Kutipan yang memiliki makna memukul istri:
“Sekalinya pulang, lelaki itu malah memukuli Ina dan anak-anak.”
Rasulullah melarang suami memukul istri, sebagaiman firmannya,
“Engkau harus memberinya (istrimu) makan jika engkau mendapatkan makan, memberinya pakaian jika engkau berpakaian, jangan engkau memukul wajahnya, jangan meninggalkan mereka kecuali ia berada di rumah.”
g. Menahan amarah
“Arini berusaha sekuat tenaga meredam gelagak di hatinya.Dia sangat terluka. Tapi dia bukan perempuan yang terbiasa mengekspresikan kemarahannya dengan cara yang tidak terpelajar.” (Nadia, 2014: 279)

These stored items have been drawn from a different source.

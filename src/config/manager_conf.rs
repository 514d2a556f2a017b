//! Password lookup in Asterisk's `manager.conf`.
//!
//! Only the subset needed to find a user's `secret` is understood: `[section]`
//! headers (optionally followed by a template marker such as `(!)`), `key = value`
//! or `key => value` lines, and `;` comments.

use anyhow::{anyhow, Context, Result};
use std::fs;
use std::path::Path;

/// Read `path` and return the `secret` configured for `username`.
pub fn read_manager_secret(path: &Path, username: &str) -> Result<String> {
    let contents =
        fs::read_to_string(path).with_context(|| format!("failed to read {}", path.display()))?;
    secret_for_user(&contents, username)
        .ok_or_else(|| anyhow!("no secret for user [{username}] in {}", path.display()))
}

/// Find the `secret` of section `[username]`. The `general` section is never a user.
pub fn secret_for_user(contents: &str, username: &str) -> Option<String> {
    if username.eq_ignore_ascii_case("general") {
        return None;
    }
    let mut in_section = false;
    let mut secret = None;
    for raw in contents.lines() {
        let line = strip_comment(raw).trim();
        if line.is_empty() {
            continue;
        }
        if let Some(name) = section_name(line) {
            in_section = name == username;
            continue;
        }
        if !in_section {
            continue;
        }
        if let Some((key, value)) = split_assignment(line) {
            if key.eq_ignore_ascii_case("secret") {
                secret = Some(value.to_string());
            }
        }
    }
    secret.filter(|s| !s.is_empty())
}

fn strip_comment(line: &str) -> &str {
    match line.find(';') {
        Some(idx) => &line[..idx],
        None => line,
    }
}

fn section_name(line: &str) -> Option<&str> {
    let rest = line.strip_prefix('[')?;
    let end = rest.find(']')?;
    Some(rest[..end].trim())
}

fn split_assignment(line: &str) -> Option<(&str, &str)> {
    let (key, value) = line.split_once('=')?;
    let value = value.strip_prefix('>').unwrap_or(value);
    Some((key.trim(), value.trim()))
}
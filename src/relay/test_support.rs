use anyhow::{anyhow, Result};
use std::collections::VecDeque;
use std::io::{self, Write};
use std::sync::{Arc, Mutex};

use crate::ami::{ActionOutcome, Leg, OutboundAction, Transport};
use crate::terminal_restore::RawModeSwitch;

/// Cloneable in-memory display.
#[derive(Clone, Default)]
pub(crate) struct SharedBuffer(Arc<Mutex<Vec<u8>>>);

impl SharedBuffer {
    pub(crate) fn contents(&self) -> String {
        String::from_utf8_lossy(&self.0.lock().unwrap()).into_owned()
    }
}

impl Write for SharedBuffer {
    fn write(&mut self, buf: &[u8]) -> io::Result<usize> {
        self.0.lock().unwrap().extend_from_slice(buf);
        Ok(buf.len())
    }

    fn flush(&mut self) -> io::Result<()> {
        Ok(())
    }
}

/// Scripted stand-in for the AMI connection.
///
/// `perform` pops outcomes from the script and falls back to `Accepted`;
/// a `None` entry fails the call the way a dead socket would.
#[derive(Default)]
pub(crate) struct FakeTransport {
    pub(crate) actions: Mutex<Vec<OutboundAction>>,
    pub(crate) outcomes: Mutex<VecDeque<Option<ActionOutcome>>>,
    pub(crate) legs: Mutex<Vec<Leg>>,
    pub(crate) list_calls: Mutex<usize>,
    pub(crate) fail_listing: Mutex<bool>,
}

impl FakeTransport {
    pub(crate) fn with_legs(channels: &[&str]) -> Self {
        let fake = Self::default();
        *fake.legs.lock().unwrap() = channels.iter().map(|c| Leg::new(c)).collect();
        fake
    }

    pub(crate) fn script(&self, outcome: Option<ActionOutcome>) {
        self.outcomes.lock().unwrap().push_back(outcome);
    }

    pub(crate) fn actions(&self) -> Vec<OutboundAction> {
        self.actions.lock().unwrap().clone()
    }

    pub(crate) fn list_calls(&self) -> usize {
        *self.list_calls.lock().unwrap()
    }
}

impl Transport for FakeTransport {
    fn perform(&self, action: &OutboundAction) -> Result<ActionOutcome> {
        self.actions.lock().unwrap().push(action.clone());
        match self.outcomes.lock().unwrap().pop_front() {
            Some(Some(outcome)) => Ok(outcome),
            Some(None) => Err(anyhow!("connection reset")),
            None => Ok(ActionOutcome::Accepted),
        }
    }

    fn list_legs(&self) -> Result<Vec<Leg>> {
        *self.list_calls.lock().unwrap() += 1;
        if *self.fail_listing.lock().unwrap() {
            return Err(anyhow!("listing failed"));
        }
        Ok(self.legs.lock().unwrap().clone())
    }
}

/// Counts raw-mode transitions.
#[derive(Default)]
pub(crate) struct RecordingTerminal {
    pub(crate) transitions: Mutex<Vec<&'static str>>,
}

impl RecordingTerminal {
    pub(crate) fn transitions(&self) -> Vec<&'static str> {
        self.transitions.lock().unwrap().clone()
    }
}

impl RawModeSwitch for RecordingTerminal {
    fn enter_raw(&self) -> io::Result<()> {
        self.transitions.lock().unwrap().push("raw");
        Ok(())
    }

    fn leave_raw(&self) -> io::Result<()> {
        self.transitions.lock().unwrap().push("cooked");
        Ok(())
    }
}
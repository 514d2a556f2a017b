//! The relay-phase keystroke loop.

use std::sync::atomic::{AtomicBool, Ordering};
use std::thread;
use std::time::Duration;

use super::codec::encode_outbound;
use super::display::{DIAL_PROMPT, GREETING, MENU};
use super::keys::{is_tone_key, Command, KeyAction, KeyInterpreter};
use super::session::{Role, Session};
use crate::ami::{ActionOutcome, OutboundAction, Transport};
use crate::input::{Input, InputReader, LinePoll};
use crate::terminal_restore::RawModeSwitch;
use crate::{log_debug, log_debug_content};

const DIAL_POLL: Duration = Duration::from_millis(100);

/// Why one relay phase ended.
#[derive(Debug, Clone, Copy, PartialEq, Eq)]
pub enum RelayExit {
    Quit,
    /// Operator asked for a different leg.
    NewLeg,
    /// An outbound action failed; the call is gone.
    CallDisconnected,
    TransportClosed,
    InputClosed,
    Interrupted,
}

pub struct RelayLoop<'a> {
    transport: &'a dyn Transport,
    terminal: &'a dyn RawModeSwitch,
    session: &'a Session,
    leg: &'a str,
    digit_pause: Duration,
    keys: KeyInterpreter,
}

impl<'a> RelayLoop<'a> {
    pub fn new(
        transport: &'a dyn Transport,
        terminal: &'a dyn RawModeSwitch,
        session: &'a Session,
        leg: &'a str,
        digit_pause: Duration,
    ) -> Self {
        Self {
            transport,
            terminal,
            session,
            leg,
            digit_pause,
            keys: KeyInterpreter::new(),
        }
    }

    /// Read and dispatch keystrokes until something ends the phase. After a
    /// failed send no further input is consumed.
    pub fn run(&mut self, input: &mut InputReader, interrupt: &AtomicBool) -> RelayExit {
        loop {
            if interrupt.load(Ordering::SeqCst) {
                return RelayExit::Interrupted;
            }
            let byte = match input.next_byte() {
                Input::Byte(byte) => byte,
                Input::Eof => return RelayExit::InputClosed,
                Input::TransportClosed => return RelayExit::TransportClosed,
            };
            let stop = match self.keys.feed(byte) {
                KeyAction::Pending => None,
                KeyAction::Ignored(byte) => {
                    log_debug(&format!("ignored key 0x{byte:02x}"));
                    None
                }
                KeyAction::Interrupt => Some(RelayExit::Interrupted),
                KeyAction::Text(c) => self.send_text(&c.to_string()),
                KeyAction::Digit(digit) => self.send_digit(digit, true),
                KeyAction::Command(command) => self.dispatch(command, input, interrupt),
            };
            if let Some(exit) = stop {
                return exit;
            }
        }
    }

    fn dispatch(
        &mut self,
        command: Command,
        input: &mut InputReader,
        interrupt: &AtomicBool,
    ) -> Option<RelayExit> {
        log_debug(&format!("command {command:?}"));
        match command {
            Command::Quit => Some(RelayExit::Quit),
            Command::NewLeg => Some(RelayExit::NewLeg),
            Command::Help => {
                self.aside(&format!("\n{MENU}"));
                None
            }
            Command::Greeting => self.send_text(GREETING),
            Command::ClearScreen => {
                let mut guard = self.session.lock();
                if let Err(err) = guard.clear_screen() {
                    log_debug(&format!("display write failed: {err}"));
                }
                None
            }
            Command::ToggleTone => {
                let on = self.keys.toggle_tone_mode();
                self.aside(if on { "\n[DTMF ON]\n" } else { "\n[DTMF OFF]\n" });
                None
            }
            Command::DialNumber => self.dial(input, interrupt),
        }
    }

    /// The number is read in cooked mode, where Ctrl-C only raises the
    /// interrupt flag, so the wait polls the flag between ticks.
    fn dial(&mut self, input: &mut InputReader, interrupt: &AtomicBool) -> Option<RelayExit> {
        self.aside(DIAL_PROMPT);
        if let Err(err) = self.terminal.leave_raw() {
            log_debug(&format!("failed to leave raw mode: {err}"));
        }
        let line = loop {
            if interrupt.load(Ordering::SeqCst) {
                break None;
            }
            match input.poll_line(DIAL_POLL) {
                LinePoll::Pending => continue,
                done => break Some(done),
            }
        };
        if let Err(err) = self.terminal.enter_raw() {
            log_debug(&format!("failed to re-enter raw mode: {err}"));
        }
        let number = match line {
            None => return Some(RelayExit::Interrupted),
            Some(LinePoll::Line(number)) => number,
            Some(LinePoll::Eof | LinePoll::Pending) => return Some(RelayExit::InputClosed),
            Some(LinePoll::TransportClosed) => return Some(RelayExit::TransportClosed),
        };
        for digit in number.chars().filter(|c| is_tone_key(*c)) {
            if let Some(exit) = self.send_digit(digit, false) {
                return Some(exit);
            }
            thread::sleep(self.digit_pause);
        }
        None
    }

    /// Send one run of operator text and echo it once the PBX has it.
    fn send_text(&self, text: &str) -> Option<RelayExit> {
        let action = OutboundAction::SendText {
            leg: self.leg.to_string(),
            text: encode_outbound(text),
        };
        if let Some(exit) = self.perform(&action) {
            return Some(exit);
        }
        log_debug_content(&format!("tx {text:?}"));
        let mut guard = self.session.lock();
        if let Err(err) = guard.write_as(Role::Operator, text) {
            log_debug(&format!("display write failed: {err}"));
        }
        None
    }

    fn send_digit(&self, digit: char, echo: bool) -> Option<RelayExit> {
        let action = OutboundAction::SendDigit {
            leg: self.leg.to_string(),
            digit,
        };
        if let Some(exit) = self.perform(&action) {
            return Some(exit);
        }
        if echo {
            let mut guard = self.session.lock();
            if let Err(err) = guard.write_as(Role::Operator, &digit.to_string()) {
                log_debug(&format!("display write failed: {err}"));
            }
        }
        None
    }

    // Runs without the session lock held.
    fn perform(&self, action: &OutboundAction) -> Option<RelayExit> {
        match self.transport.perform(action) {
            Ok(ActionOutcome::Accepted) => None,
            Ok(ActionOutcome::Refused(reason)) => {
                log_debug(&format!(
                    "{} on {} refused: {reason}",
                    action.verb(),
                    action.leg()
                ));
                Some(RelayExit::CallDisconnected)
            }
            Err(err) => {
                log_debug(&format!(
                    "{} on {} failed: {err:#}",
                    action.verb(),
                    action.leg()
                ));
                Some(RelayExit::CallDisconnected)
            }
        }
    }

    /// Print text that belongs to neither party. The turn is left alone.
    fn aside(&self, text: &str) {
        if let Err(err) = self.session.lock().print(text) {
            log_debug(&format!("display write failed: {err}"));
        }
    }
}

Kutipan di atas menggambarkan, Arini yang menahan amarahnya, hatinya sangat terluka tapi dia tidak mau mengekspresikan kemarahannya dengan cara yang tidak terpelajar. Sebagaimana firman Allah Swt
“…dan orang-orang yang menahan amarahnya dan mamaafkan (kesalahan) orang lain. Dan Allah mencintai orang yang berbuat kebaikan.” (Qs. Ali-Imran: 134)
h. Tidak Keluar Rumah Tanpa Izin dari Suami
“Bahkan jika hendak pergi ke pasar atau mengajak anak-anak ke rumah saudara, perempuan itu selalu meminta izin kepada suaminya”. (Nadia, 2014: 269).
Kutipan di atas menggambarkan tentang Arini adalah seorang istri yang taat kepada suami, karena sebelum ia keluar rumah, ia terlebih dahulu meminta izin kepada suaminya.
Kutipan yang memiliki makn tidak keluar ruamh tanpa izin suami:
“perempuan itu selalu meminta izin kepada suaminya”
Sebagai mana sabda Rasulullah saw:
“Hendaknya seorang wanita (istri) tidak keluar dari rumah suaminya kecuali dengan seizin suami. Jika ia tetap melakukannya (keluar tanpa izin), Allah dan malaikat-Nya melaknat sampai ia bertaubat atau kembali pulang ke rumah.”
3. Ibadah
Ibadah adalah merendahkan diri, tunduk dan taat kepada Allah Swt.
Menurut istilah, ibadah adalah segala sesuatu yang mencakup seluruh yang dicintai Allah Swt, baik yang berupa ucapan atau perbuatan, yang dhohir (tampak) ataupun yang batin (tidak tampak).
Adapun nilai akhlak yang terkandung dalam novel Surga yang Tak Dirindukan, adalah sebagai berikut:
a.Menikah
“Arini dan Pras shalat sunah berdua sehabis pernikahan sederhana itu.
Tiga hari kemudian sesuai dengan wanti-wanti ibu, akad nikah resmi di KUA. Perayaan pernikahan mereka dilaksanakan cukup meriah sebulan kemudian.”(Nadia, 2014: 29).
Kutipan di atas menggambarkan tentang kebahagian Arini dan Pras dengan shalat sunnah sehabis pernikahan. Ibunya yang telah lama menunggu pernikahan anaknya segera menikahkan anaknya. Sebulan kemudian mereka merayakan pesta pernikahannya dengan cukup meria.
Arini tidak lagi menyia-nyiakan kesempatan untuk menikah karena telah datang seorang laki-laki yang shalih melamarnya.